Collected data entries:
......

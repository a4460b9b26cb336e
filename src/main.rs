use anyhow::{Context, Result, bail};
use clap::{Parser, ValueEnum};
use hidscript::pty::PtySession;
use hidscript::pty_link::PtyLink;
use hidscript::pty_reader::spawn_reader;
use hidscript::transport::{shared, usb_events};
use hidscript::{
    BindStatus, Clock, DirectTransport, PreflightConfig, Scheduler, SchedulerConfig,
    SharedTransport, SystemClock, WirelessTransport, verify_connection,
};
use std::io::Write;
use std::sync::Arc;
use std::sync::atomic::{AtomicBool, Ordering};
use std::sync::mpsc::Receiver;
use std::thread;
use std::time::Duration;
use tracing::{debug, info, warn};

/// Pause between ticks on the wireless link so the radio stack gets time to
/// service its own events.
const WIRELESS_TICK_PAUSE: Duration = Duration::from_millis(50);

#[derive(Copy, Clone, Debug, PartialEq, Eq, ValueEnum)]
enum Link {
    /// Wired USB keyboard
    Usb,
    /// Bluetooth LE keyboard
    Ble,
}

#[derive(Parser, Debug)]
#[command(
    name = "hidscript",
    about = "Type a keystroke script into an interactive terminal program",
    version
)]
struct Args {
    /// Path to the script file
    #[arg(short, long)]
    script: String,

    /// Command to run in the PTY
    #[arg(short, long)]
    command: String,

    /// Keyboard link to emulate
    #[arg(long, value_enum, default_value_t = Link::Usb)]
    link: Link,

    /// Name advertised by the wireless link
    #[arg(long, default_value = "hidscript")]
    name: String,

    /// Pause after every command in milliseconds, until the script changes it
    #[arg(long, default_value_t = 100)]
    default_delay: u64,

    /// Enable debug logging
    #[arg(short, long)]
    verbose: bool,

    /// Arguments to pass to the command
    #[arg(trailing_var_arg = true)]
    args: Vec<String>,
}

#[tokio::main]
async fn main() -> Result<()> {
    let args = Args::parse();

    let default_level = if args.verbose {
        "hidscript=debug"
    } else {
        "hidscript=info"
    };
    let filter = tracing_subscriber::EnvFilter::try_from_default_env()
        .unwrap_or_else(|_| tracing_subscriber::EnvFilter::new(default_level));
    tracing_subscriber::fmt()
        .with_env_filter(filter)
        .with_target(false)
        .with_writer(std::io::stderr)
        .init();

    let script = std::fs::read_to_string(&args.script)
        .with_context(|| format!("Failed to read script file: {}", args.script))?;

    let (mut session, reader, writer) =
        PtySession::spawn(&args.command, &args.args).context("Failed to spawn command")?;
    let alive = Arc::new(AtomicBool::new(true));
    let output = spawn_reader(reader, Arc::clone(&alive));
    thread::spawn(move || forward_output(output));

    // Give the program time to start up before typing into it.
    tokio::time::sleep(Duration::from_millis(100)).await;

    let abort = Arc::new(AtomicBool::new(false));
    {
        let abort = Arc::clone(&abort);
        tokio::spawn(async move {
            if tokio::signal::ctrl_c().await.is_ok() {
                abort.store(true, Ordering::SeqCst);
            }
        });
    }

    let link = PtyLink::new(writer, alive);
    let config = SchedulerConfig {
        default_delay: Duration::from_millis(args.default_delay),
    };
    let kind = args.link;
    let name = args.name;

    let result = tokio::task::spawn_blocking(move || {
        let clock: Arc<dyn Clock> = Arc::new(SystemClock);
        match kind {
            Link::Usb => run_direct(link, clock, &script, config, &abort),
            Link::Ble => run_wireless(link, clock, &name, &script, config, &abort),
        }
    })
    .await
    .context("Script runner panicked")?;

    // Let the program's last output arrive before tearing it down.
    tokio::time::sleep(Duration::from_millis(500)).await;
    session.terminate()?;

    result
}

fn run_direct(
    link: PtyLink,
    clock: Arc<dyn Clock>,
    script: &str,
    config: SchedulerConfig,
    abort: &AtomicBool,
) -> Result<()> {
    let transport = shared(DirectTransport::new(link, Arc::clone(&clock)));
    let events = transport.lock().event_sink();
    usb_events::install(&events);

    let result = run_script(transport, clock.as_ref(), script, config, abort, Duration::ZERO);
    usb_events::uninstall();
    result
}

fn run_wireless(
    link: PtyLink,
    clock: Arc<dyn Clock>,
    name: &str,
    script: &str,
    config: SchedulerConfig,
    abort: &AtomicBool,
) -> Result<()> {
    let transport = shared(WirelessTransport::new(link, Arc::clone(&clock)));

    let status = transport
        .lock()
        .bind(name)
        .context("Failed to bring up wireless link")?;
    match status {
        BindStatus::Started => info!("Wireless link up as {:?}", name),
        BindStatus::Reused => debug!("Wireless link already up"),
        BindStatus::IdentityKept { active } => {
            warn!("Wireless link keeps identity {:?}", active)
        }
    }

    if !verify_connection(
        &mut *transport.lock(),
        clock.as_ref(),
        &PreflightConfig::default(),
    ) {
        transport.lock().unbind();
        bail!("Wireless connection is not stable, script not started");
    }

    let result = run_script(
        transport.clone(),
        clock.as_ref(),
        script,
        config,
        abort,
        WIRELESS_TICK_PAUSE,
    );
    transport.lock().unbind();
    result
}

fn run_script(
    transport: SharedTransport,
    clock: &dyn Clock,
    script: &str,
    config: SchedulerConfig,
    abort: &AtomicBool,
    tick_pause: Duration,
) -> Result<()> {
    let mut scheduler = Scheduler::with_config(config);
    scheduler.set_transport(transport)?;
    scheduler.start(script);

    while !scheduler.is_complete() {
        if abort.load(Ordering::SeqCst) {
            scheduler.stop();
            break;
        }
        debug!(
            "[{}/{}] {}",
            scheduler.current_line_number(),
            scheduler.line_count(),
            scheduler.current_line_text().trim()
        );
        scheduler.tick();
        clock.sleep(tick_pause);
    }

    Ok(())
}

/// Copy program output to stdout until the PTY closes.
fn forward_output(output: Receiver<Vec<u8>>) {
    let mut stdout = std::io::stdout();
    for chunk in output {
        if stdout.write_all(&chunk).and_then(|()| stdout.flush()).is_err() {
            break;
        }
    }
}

......

WHAT YOU SHOULD DO: Answer with the number alone after tallying the lines of the entries above that contain the word "stdout".

REPLY TO THE EXERCISE: 3